An excerpt from the pre-election conversations:
Jeffrey Goldberg:
Since we last spoke, he’s said various things that must have made you go pale.
Henry Kissinger:
I disagree with several of Trump’s statements, but I do not historically participate in presidential campaigns. My view of my role is that together with like-minded men and women, I could help contribute to a bipartisan view of American engagement in the world for another period; I could do my part to overcome this really, in a way, awful period in which we are turning history into personal recriminations, depriving our political system of a serious debate.

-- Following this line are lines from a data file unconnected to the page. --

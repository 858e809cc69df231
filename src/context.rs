// Copyright (c) 2025 Erick Bourgeois, firestoned
// SPDX-License-Identifier: MIT

//! Shared context for all controllers.
//!
//! Controllers receive an `Arc<Context>` carrying the Kubernetes client,
//! reflector stores for the CRD types, and the [`CoreContext`] with all
//! cluster-independent machinery (provider registry, account map, name
//! locks, caches). The split keeps the planning core testable without an
//! API server.

use crate::account::AccountMap;
use crate::config::ControllerManagerConfiguration;
use crate::crd::{DNSAnnotation, DNSEntry, DNSProvider};
use crate::debounce::DebounceCache;
use crate::events::EventPublisher;
use crate::locks::NameLocks;
use crate::lookup::LookupProcessor;
use crate::provider::HandlerRegistry;
use crate::registry::ProviderRegistry;
use crate::resolver::Resolver;
use kube::runtime::reflector::Store;
use kube::{Client, ResourceExt};
use std::collections::BTreeMap;
use std::sync::{Arc, RwLock};
use std::time::Duration;

/// Cluster-independent state shared by the reconcilers.
///
/// Everything in here can be constructed in tests without a Kubernetes
/// client.
pub struct CoreContext {
    /// Latest published state per provider
    pub registry: ProviderRegistry,

    /// Live accounts keyed by credential hash
    pub accounts: Arc<AccountMap>,

    /// Registered provider types
    pub handlers: HandlerRegistry,

    /// All-or-nothing dns name locks
    pub locks: NameLocks,

    /// Post-update debounce stamps
    pub debounce: DebounceCache,

    /// Recursive resolver for target expansion
    pub resolver: Arc<dyn Resolver>,

    /// Background CNAME lookup scheduler
    pub lookups: Arc<LookupProcessor>,

    /// Parsed configuration document
    pub config: Arc<ControllerManagerConfiguration>,
}

impl CoreContext {
    #[must_use]
    pub fn new(
        accounts: Arc<AccountMap>,
        handlers: HandlerRegistry,
        resolver: Arc<dyn Resolver>,
        lookups: Arc<LookupProcessor>,
        config: Arc<ControllerManagerConfiguration>,
    ) -> Self {
        let debounce_window = Duration::from_secs(
            config
                .controllers
                .dns_entry
                .reconciliation_delay_after_update,
        );
        Self {
            registry: ProviderRegistry::new(),
            accounts,
            handlers,
            locks: NameLocks::new(),
            debounce: DebounceCache::new(debounce_window),
            resolver,
            lookups,
            config,
        }
    }
}

/// Reflector stores for the CRD types.
///
/// Populated by dedicated reflector tasks; lookups never hit the API
/// server.
#[derive(Clone)]
pub struct Stores {
    pub providers: Store<DNSProvider>,
    pub entries: Store<DNSEntry>,
    pub annotations: Store<DNSAnnotation>,
}

impl Stores {
    /// Entries currently assigned to the given provider key.
    ///
    /// Consulted during provider deletion: the provider must not go away
    /// while entries still reference it in status.
    #[must_use]
    pub fn entries_for_provider(&self, provider_key: &str) -> Vec<Arc<DNSEntry>> {
        self.entries
            .state()
            .iter()
            .filter(|entry| {
                entry
                    .status
                    .as_ref()
                    .and_then(|s| s.provider.as_deref())
                    .is_some_and(|p| p == provider_key)
            })
            .cloned()
            .collect()
    }

    /// A provider by `namespace/name` key.
    #[must_use]
    pub fn get_provider(&self, key: &str) -> Option<Arc<DNSProvider>> {
        self.providers
            .state()
            .iter()
            .find(|p| p.provider_key() == key)
            .cloned()
    }
}

/// In-memory overlay of annotations published by DNSAnnotation resources.
///
/// Keyed `apiVersion/Kind/namespace/name`. Source controllers consult the
/// overlay when deriving entries from Services, Ingresses, and Gateways.
#[derive(Clone, Default)]
pub struct AnnotationOverlay {
    entries: Arc<RwLock<BTreeMap<String, BTreeMap<String, String>>>>,
}

impl AnnotationOverlay {
    #[must_use]
    pub fn new() -> Self {
        Self::default()
    }

    /// Key for a referenced object.
    #[must_use]
    pub fn overlay_key(api_version: &str, kind: &str, namespace: &str, name: &str) -> String {
        format!("{api_version}/{kind}/{namespace}/{name}")
    }

    /// Replace the annotations published for one referent.
    pub fn put(&self, key: &str, annotations: BTreeMap<String, String>) {
        self.entries
            .write()
            .expect("annotation overlay poisoned")
            .insert(key.to_string(), annotations);
    }

    /// Remove a referent's overlay.
    pub fn remove(&self, key: &str) {
        self.entries
            .write()
            .expect("annotation overlay poisoned")
            .remove(key);
    }

    #[must_use]
    pub fn get(&self, key: &str) -> Option<BTreeMap<String, String>> {
        self.entries
            .read()
            .expect("annotation overlay poisoned")
            .get(key)
            .cloned()
    }

    #[must_use]
    pub fn len(&self) -> usize {
        self.entries
            .read()
            .expect("annotation overlay poisoned")
            .len()
    }

    #[must_use]
    pub fn is_empty(&self) -> bool {
        self.len() == 0
    }
}

/// Shared context passed to all controllers.
pub struct Context {
    /// Client for the cluster holding entries and secrets
    pub client: Client,

    /// Client for the cluster holding providers (may equal `client`)
    pub control_plane_client: Client,

    pub stores: Stores,

    pub core: CoreContext,

    pub events: EventPublisher,

    pub overlay: AnnotationOverlay,
}

impl Context {
    /// Class annotation check: whether this controller is responsible for
    /// the given resource.
    #[must_use]
    pub fn is_responsible<T: ResourceExt>(&self, resource: &T) -> bool {
        let class = resource
            .annotations()
            .get(crate::constants::ANNOTATION_CLASS)
            .map(String::as_str)
            .unwrap_or(crate::constants::DEFAULT_CLASS);
        class == self.core.config.class()
    }
}

#[cfg(test)]
#[path = "context_tests.rs"]
mod context_tests;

That’s what I think my best role is.
Jeffrey Goldberg:
Donald Trump does not rise in your mind to the level of a person who is so clearly unqualified for the presidency that you should preemptively say, “this person cannot function in this job?” More and more Republicans are saying that, especially national security professionals.
Henry Kissinger:
I’ve decided I’m not going into the name-calling aspect of the campaign. I’m approaching 94; I will not play a role in the execution of day-to-day policy, but I can still aid our thinking about purposeful strategy compatible with our role in shaping the postwar world. Before the campaign, I said over the years friendly things about Hillary. They are on the record. I stand by them. In fact, my views have been on the record for decades, including a friendly attitude towards Hillary as a person.
Jeffrey Goldberg:
Let me ask again: Is Donald Trump teachable?
Henry Kissinger:
Every first-term president has to learn something after he comes into office. Nobody can be completely ready for the inevitable crises. If Trump is elected, it is in the national interest to hope that he is teachable.
Jeffrey Goldberg:
You know, there’s a chance he would govern as a pragmatic liberal Democrat.
Henry Kissinger:
He has said things that sound like it. He has also said many much more contrary things. I simply do not want to get into this sort of speculation. I don’t know Trump well. I intend to make my contribution to the national debate on substance. There is no point in trying to get me into the personal aspects of the campaign.•
Like the first President he served, Kissinger became quite a baseball junkie, especially in his post-Washington career. At the 15:40 mark of this episode of The Baseball of World of Joe Garagiola, we see Kissinger, who could only seem competent when standing alongside that block of wood Bowie Kuhn, being honored at Fenway Park before the second game of the sensational 1975 World Series. During the raucous run by the raffish New York Mets in the second half of 1980s, both Nixon and Kissinger became fixtures at Shea Stadium. Nixon was known to send congratulatory personal notes to the players, including Darryl Strawberry. It was criminals rooting for criminals.